Right, I understand now. No, I’m not a teenager. What a ludicrous suggestion!
This is definitely a wind up post 🤣🤣
Pardon my ignorance but how do you know that? I am not stupid (my job was sussing out liars and chancers) but I fail to see how you are definitely sure it’s a windup post. Please enlighten me!
Crossstitchfan
Pardon my ignorance but how do you know that? I am not stupid (my job was sussing out liars and chancers) but I fail to see how you are definitely sure it’s a windup post. Please enlighten me!
I cannot keep justifying myself to people on here. It is not a wind up, and this is the last time I’m going to respond to anything suggesting it is.
Lesley60
I think some of these posts are really rude to the OP, I think the in laws should have controlled themselves until they were in their own bed out of respect
Really??
petra
Classic example of a liar
Toooooo much detail/ information.
Plus the written perfect grammar and paragraphs.
If the BOTS want to be believed they need to reprogram that error in the text.
Ahh that’s not fair Petra
Take no notice mrsbee377
Perhaps they anticipated it and brought their own large towel to lie on. That’s what we do.
I would not have invaded your guests’ bedroom.
Lathyrus3
Move the comfortable bed into the guest room and get a new comfortable one for the main room.
A comfortable guest room and an uncontaminated bed for the OP.
Problem solved😁
(Never understand why people hang on to uncomfortable furniture 🤔)
A little judgemental, Lathyrus3. It could be for financial reasons. I wouldn’t think too many people can just buy beds, mattresses etc on a whim! They are expensive!

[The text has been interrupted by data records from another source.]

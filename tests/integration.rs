// SPDX-License-Identifier: MPL-2.0
use iced_identify::classifier::{ModelState, Prediction};
use iced_identify::config::{self, Config};
use iced_identify::media::{ImageData, ImageSource};
use iced_identify::ui::identify::{Effect, ImageState, Message, State};
use std::path::PathBuf;
use tempfile::tempdir;

fn sample_image() -> ImageData {
    ImageData::from_rgba(2, 2, vec![200_u8; 16])
}

/// Selects `address` through the URL field and completes its load.
fn select_and_load(state: &mut State, address: &str) {
    state.update(Message::UrlInputChanged(address.to_string()));
    let Effect::LoadImage { generation, .. } = state.update(Message::UrlSubmitted) else {
        panic!("expected LoadImage effect for {address}");
    };
    state.update(Message::ImageLoaded {
        generation,
        result: Ok(sample_image()),
    });
}

#[test]
fn test_settings_round_trip_via_config_file() {
    let dir = tempdir().expect("Failed to create temporary directory");
    let temp_config_file_path = dir.path().join("settings.toml");

    let written = Config {
        model_url: Some("https://example.com/custom.onnx".to_string()),
        labels_url: None,
        model_checksum: Some("0123abcd".to_string()),
        top_k: Some(3),
    };
    config::save_to_path(&written, &temp_config_file_path)
        .expect("Failed to write config file");

    let loaded = config::load_from_path(&temp_config_file_path)
        .expect("Failed to load config from path");
    assert_eq!(loaded, written);
    assert_eq!(loaded.top_k(), 3);
    assert_eq!(loaded.model_url(), "https://example.com/custom.onnx");

    dir.close().expect("Failed to close temporary directory");
}

#[test]
fn test_full_identify_flow_from_selection_to_results() {
    let mut state = State::new();
    state.update(Message::ModelStateChanged(ModelState::Ready));

    // Select a file through the dialog result.
    let path = PathBuf::from("/tmp/photos/cat.jpg");
    let Effect::LoadImage { source, generation } =
        state.update(Message::FileChosen(Some(path.clone())))
    else {
        panic!("expected LoadImage effect");
    };
    assert_eq!(source, ImageSource::Path(path.clone()));
    assert!(matches!(state.image_state(), ImageState::Loading { .. }));

    // Load completes; the image becomes displayable and the history entry
    // gains its thumbnail.
    state.update(Message::ImageLoaded {
        generation,
        result: Ok(sample_image()),
    });
    assert!(matches!(state.image_state(), ImageState::Ready { .. }));
    assert!(state.history()[0].thumbnail.is_some());
    assert!(state.can_identify());

    // Identify and deliver predictions best-guess-first.
    let Effect::Classify { generation, .. } = state.update(Message::IdentifyPressed) else {
        panic!("expected Classify effect");
    };
    state.update(Message::Classified {
        generation,
        result: Ok(vec![
            Prediction {
                label: "tabby".into(),
                probability: 0.87,
            },
            Prediction {
                label: "tiger cat".into(),
                probability: 0.09,
            },
        ]),
    });

    assert_eq!(state.results().len(), 2);
    assert_eq!(state.results()[0].label, "tabby");
    assert!(state.error().is_none());
    assert!(!state.is_classifying());
}

#[test]
fn test_history_round_trip_restores_earlier_source() {
    let mut state = State::new();
    state.update(Message::ModelStateChanged(ModelState::Ready));

    select_and_load(&mut state, "https://example.com/a.png");
    select_and_load(&mut state, "https://example.com/b.png");
    assert_eq!(state.history().len(), 2);

    // Click the older entry (most-recent-first, so index 1 is A).
    let Effect::LoadImage { source, generation } = state.update(Message::HistoryClicked(1))
    else {
        panic!("expected LoadImage effect");
    };
    assert_eq!(source, ImageSource::Url("https://example.com/a.png".into()));

    state.update(Message::ImageLoaded {
        generation,
        result: Ok(sample_image()),
    });

    assert!(matches!(state.image_state(), ImageState::Ready { .. }));
    assert_eq!(
        state.current_source(),
        Some(&ImageSource::Url("https://example.com/a.png".into()))
    );
    // Re-selection never grows the history.
    assert_eq!(state.history().len(), 2);
}

#[test]
fn test_superseded_selection_never_surfaces() {
    let mut state = State::new();
    state.update(Message::ModelStateChanged(ModelState::Ready));

    state.update(Message::UrlInputChanged("https://example.com/slow.png".into()));
    let Effect::LoadImage {
        generation: slow_generation,
        ..
    } = state.update(Message::UrlSubmitted)
    else {
        panic!("expected LoadImage effect");
    };

    // The user switches to a second image before the first load finishes,
    // identifies it, and only then does the first load complete.
    select_and_load(&mut state, "https://example.com/fast.png");
    let Effect::Classify { generation, .. } = state.update(Message::IdentifyPressed) else {
        panic!("expected Classify effect");
    };

    state.update(Message::ImageLoaded {
        generation: slow_generation,
        result: Ok(sample_image()),
    });
    state.update(Message::Classified {
        generation,
        result: Ok(vec![Prediction {
            label: "goldfish".into(),
            probability: 0.6,
        }]),
    });

    assert_eq!(
        state.current_source(),
        Some(&ImageSource::Url("https://example.com/fast.png".into()))
    );
    assert_eq!(state.results()[0].label, "goldfish");
}
// SPDX-License-Identifier: MPL-2.0
//! Image source references: a local file or a remote URL.

use std::fmt;
use std::path::PathBuf;

/// Reference to the image the user selected. Exactly one source is "current"
/// at a time; previous sources live on in the history strip.
#[derive(Debug, Clone, PartialEq, Eq)]
pub enum ImageSource {
    /// Local file chosen through the file picker (or the CLI).
    Path(PathBuf),
    /// Remote image pasted into the URL field.
    Url(String),
}

impl ImageSource {
    /// Short label shown under history thumbnails and in tooltips.
    #[must_use]
    pub fn display_name(&self) -> String {
        match self {
            ImageSource::Path(path) => path
                .file_name()
                .map_or_else(|| path.display().to_string(), |n| n.to_string_lossy().into_owned()),
            ImageSource::Url(url) => {
                // Last path segment reads better than the full URL.
                let trimmed = url.trim_end_matches('/');
                trimmed
                    .rsplit('/')
                    .next()
                    .filter(|s| !s.is_empty())
                    .unwrap_or(trimmed)
                    .to_string()
            }
        }
    }
}

impl fmt::Display for ImageSource {
    fn fmt(&self, f: &mut fmt::Formatter<'_>) -> fmt::Result {
        match self {
            ImageSource::Path(path) => write!(f, "{}", path.display()),
            ImageSource::Url(url) => write!(f, "{}", url),
        }
    }
}

#[cfg(test)]
mod tests {
    use super::*;

    #[test]
    fn display_name_for_path_uses_file_name() {
        let source = ImageSource::Path(PathBuf::from("/photos/cat.jpg"));
        assert_eq!(source.display_name(), "cat.jpg");
    }

    #[test]
    fn display_name_for_url_uses_last_segment() {
        let source = ImageSource::Url("https://example.com/images/dog.png".into());
        assert_eq!(source.display_name(), "dog.png");
    }

    #[test]
    fn display_name_for_bare_host_falls_back_to_url() {
        let source = ImageSource::Url("https://example.com".into());
        assert_eq!(source.display_name(), "example.com");
    }

    #[test]
    fn sources_compare_by_value() {
        let a = ImageSource::Url("https://example.com/a.png".into());
        let b = ImageSource::Url("https://example.com/a.png".into());
        assert_eq!(a, b);
    }
}
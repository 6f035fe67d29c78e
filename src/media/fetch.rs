// SPDX-License-Identifier: MPL-2.0
//! Asynchronous image loading from a file path or a remote URL.
//!
//! Each selection triggers exactly one load, which completes with either a
//! decoded image or an error. Failures are reported to the caller and shown in
//! the UI; nothing here retries.

use crate::error::{Error, Result};
use crate::media::image::{decode_bytes, ImageData};
use crate::media::source::ImageSource;

/// Upper bound for a fetched image body. Anything larger is almost certainly
/// not a demo-sized photo.
const MAX_IMAGE_BYTES: u64 = 50 * 1024 * 1024;

const USER_AGENT: &str = concat!("IcedIdentify/", env!("CARGO_PKG_VERSION"));

/// Loads and decodes the image behind `source`.
pub async fn load_source(source: ImageSource) -> Result<ImageData> {
    match source {
        ImageSource::Path(path) => {
            let bytes = tokio::task::spawn_blocking(move || std::fs::read(&path))
                .await
                .map_err(|e| Error::Io(e.to_string()))??;
            decode_bytes(&bytes)
        }
        ImageSource::Url(url) => {
            let bytes = fetch_url(&url).await?;
            decode_bytes(&bytes)
        }
    }
}

async fn fetch_url(url: &str) -> Result<Vec<u8>> {
    use futures_util::StreamExt;

    let client = reqwest::Client::builder()
        .redirect(reqwest::redirect::Policy::limited(10))
        .user_agent(USER_AGENT)
        .build()?;

    let response = client.get(url).send().await?;

    if !response.status().is_success() {
        return Err(Error::Http(format!("HTTP status: {}", response.status())));
    }

    if let Some(length) = response.content_length() {
        if length > MAX_IMAGE_BYTES {
            return Err(Error::Http(format!(
                "Response too large ({length} bytes)"
            )));
        }
    }

    // Servers may omit Content-Length, so the cap is enforced chunk by chunk
    // while the body streams in.
    let mut bytes = Vec::new();
    let mut stream = response.bytes_stream();
    while let Some(chunk) = stream.next().await {
        let chunk = chunk?;
        append_within_limit(&mut bytes, &chunk, MAX_IMAGE_BYTES)?;
    }

    Ok(bytes)
}

/// Appends `chunk` to `buf` unless that would push the total past `max`.
fn append_within_limit(buf: &mut Vec<u8>, chunk: &[u8], max: u64) -> Result<()> {
    let total = buf.len() as u64 + chunk.len() as u64;
    if total > max {
        return Err(Error::Http(format!(
            "Response too large (over {max} bytes)"
        )));
    }
    buf.extend_from_slice(chunk);
    Ok(())
}

#[cfg(test)]
mod tests {
    use super::*;
    use std::io::Write;

    #[tokio::test]
    async fn load_source_reads_local_file() {
        let img = image_rs::RgbaImage::from_pixel(2, 2, image_rs::Rgba([1, 2, 3, 255]));
        let mut bytes = Vec::new();
        image_rs::DynamicImage::ImageRgba8(img)
            .write_to(
                &mut std::io::Cursor::new(&mut bytes),
                image_rs::ImageFormat::Png,
            )
            .expect("png encoding");

        let dir = tempfile::tempdir().expect("tempdir");
        let path = dir.path().join("pixel.png");
        let mut file = std::fs::File::create(&path).expect("create");
        file.write_all(&bytes).expect("write");

        let data = load_source(ImageSource::Path(path)).await.expect("load");
        assert_eq!((data.width, data.height), (2, 2));
    }

    #[test]
    fn append_within_limit_accepts_chunks_up_to_the_cap() {
        let mut buf = Vec::new();
        append_within_limit(&mut buf, &[0; 6], 10).expect("first chunk");
        append_within_limit(&mut buf, &[0; 4], 10).expect("exactly at cap");
        assert_eq!(buf.len(), 10);
    }

    #[test]
    fn append_within_limit_rejects_overflowing_chunk() {
        let mut buf = vec![0; 8];
        let result = append_within_limit(&mut buf, &[0; 3], 10);

        assert!(matches!(result, Err(Error::Http(_))));
        // The oversized chunk is not partially applied.
        assert_eq!(buf.len(), 8);
    }

    #[tokio::test]
    async fn load_source_missing_file_is_io_error() {
        let result = load_source(ImageSource::Path("/nonexistent/missing.png".into())).await;
        assert!(matches!(result, Err(Error::Io(_))));
    }

    #[tokio::test]
    async fn load_source_local_garbage_is_decode_error() {
        let dir = tempfile::tempdir().expect("tempdir");
        let path = dir.path().join("not-an-image.png");
        std::fs::write(&path, b"plain text").expect("write");

        let result = load_source(ImageSource::Path(path)).await;
        assert!(matches!(result, Err(Error::Decode(_))));
    }
}
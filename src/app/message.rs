// SPDX-License-Identifier: MPL-2.0
//! Top-level messages and launch flags.

use crate::classifier::ClassifyError;
use crate::ui::identify;

/// Top-level messages consumed by [`App::update`](super::App::update). The
/// identify component's messages are forwarded through a single variant so
/// there is one update entrypoint.
#[derive(Debug, Clone)]
pub enum Message {
    Identify(identify::Message),
    /// Startup model load finished, success or failure.
    ModelLoadFinished(Result<(), ClassifyError>),
}

/// Runtime flags passed in from the CLI to tweak startup behavior.
#[derive(Debug, Default)]
pub struct Flags {
    /// Optional image path to preload on startup.
    pub file_path: Option<String>,
    /// Optional override for the model/labels cache directory.
    pub data_dir: Option<String>,
    /// Optional override for the settings directory.
    pub config_dir: Option<String>,
}
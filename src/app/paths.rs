// SPDX-License-Identifier: MPL-2.0
//! Centralized path management for application directories.
//!
//! The data directory caches the downloaded model and labels; the config
//! directory holds `settings.toml`. Paths are resolved in priority order:
//!
//! 1. CLI arguments (`--data-dir`, `--config-dir`) set via [`init_cli_overrides`]
//! 2. Environment variables (`ICED_IDENTIFY_DATA_DIR`, `ICED_IDENTIFY_CONFIG_DIR`)
//! 3. Platform default via the `dirs` crate

use std::path::PathBuf;
use std::sync::OnceLock;

/// Application name used for directory naming.
const APP_NAME: &str = "IcedIdentify";

/// Environment variable to override the data directory.
pub const ENV_DATA_DIR: &str = "ICED_IDENTIFY_DATA_DIR";

/// Environment variable to override the config directory.
pub const ENV_CONFIG_DIR: &str = "ICED_IDENTIFY_CONFIG_DIR";

static CLI_DATA_DIR: OnceLock<Option<PathBuf>> = OnceLock::new();
static CLI_CONFIG_DIR: OnceLock<Option<PathBuf>> = OnceLock::new();

/// Initializes CLI overrides for data and config directories.
///
/// Must be called once at application startup, before any path resolution.
///
/// # Panics
///
/// Panics if called more than once.
pub fn init_cli_overrides(data_dir: Option<String>, config_dir: Option<String>) {
    CLI_DATA_DIR
        .set(data_dir.map(PathBuf::from))
        .expect("CLI data dir override already initialized");
    CLI_CONFIG_DIR
        .set(config_dir.map(PathBuf::from))
        .expect("CLI config dir override already initialized");
}

fn env_override(var: &str) -> Option<PathBuf> {
    match std::env::var(var) {
        Ok(value) if !value.is_empty() => Some(PathBuf::from(value)),
        _ => None,
    }
}

/// Returns the application data directory (model + labels cache).
///
/// Returns `None` if the platform data directory cannot be determined.
pub fn get_app_data_dir() -> Option<PathBuf> {
    if let Some(path) = CLI_DATA_DIR.get().and_then(Clone::clone) {
        return Some(path);
    }
    if let Some(path) = env_override(ENV_DATA_DIR) {
        return Some(path);
    }
    dirs::data_dir().map(|mut path| {
        path.push(APP_NAME);
        path
    })
}

/// Returns the application config directory (`settings.toml`).
///
/// Returns `None` if the platform config directory cannot be determined.
pub fn get_app_config_dir() -> Option<PathBuf> {
    if let Some(path) = CLI_CONFIG_DIR.get().and_then(Clone::clone) {
        return Some(path);
    }
    if let Some(path) = env_override(ENV_CONFIG_DIR) {
        return Some(path);
    }
    dirs::config_dir().map(|mut path| {
        path.push(APP_NAME);
        path
    })
}

#[cfg(test)]
mod tests {
    use super::*;
    use std::sync::Mutex;

    // Prevent parallel tests from interfering with each other's env vars.
    static ENV_MUTEX: Mutex<()> = Mutex::new(());

    #[test]
    fn app_data_dir_contains_app_name() {
        let _lock = ENV_MUTEX.lock().unwrap();
        std::env::remove_var(ENV_DATA_DIR);

        if let Some(path) = get_app_data_dir() {
            assert!(path.to_string_lossy().contains(APP_NAME));
            assert!(path.is_absolute());
        }
    }

    #[test]
    fn env_var_overrides_default_data_dir() {
        let _lock = ENV_MUTEX.lock().unwrap();
        std::env::set_var(ENV_DATA_DIR, "/test/data/dir");

        assert_eq!(get_app_data_dir(), Some(PathBuf::from("/test/data/dir")));

        std::env::remove_var(ENV_DATA_DIR);
    }

    #[test]
    fn empty_env_var_uses_default_config_dir() {
        let _lock = ENV_MUTEX.lock().unwrap();
        std::env::set_var(ENV_CONFIG_DIR, "");

        if let Some(path) = get_app_config_dir() {
            assert!(path.to_string_lossy().contains(APP_NAME));
        }

        std::env::remove_var(ENV_CONFIG_DIR);
    }
}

If you can, well, you are very lucky!
Sorry, I can't stop giggling. 😂
Whatever is the world coming to, two people in their 70s having sex 😯
Do not enter guests' bedrooms that is intrusive.
Mrsbee377
Crossstitchfan
Pardon my ignorance but how do you know that? I am not stupid (my job was sussing out liars and chancers) but I fail to see how you are definitely sure it’s a windup post. Please enlighten me!
I cannot keep justifying myself to people on here. It is not a wind up, and this is the last time I’m going to respond to anything suggesting it is.
however I have previously been a member of another similar type of forum, and found some of the members there to be extremely sarcastic and unhelpful so I have taken the decision to register here in the hope that I may find more measured/sensible responses!
Was it Mumsnet? Did you get short shrift on there too?
Oh dear, you're not having much luck, are you.
Never mind, the in-laws will be gone soon.
In the meantime, may I recommend you buy a decent bed for the spare room?
I just love the assumption from a couple of these posts that everyone can afford to go out and buy a brand-new bed!
Fed up of justifying myself yet again here, but as I have already said, we have had a lot of expenses since moving into this house and a new bed for a spare bedroom has not been one of our priorities, it’s perfectly fine, just, as I said, not as nice as the main bedroom bed.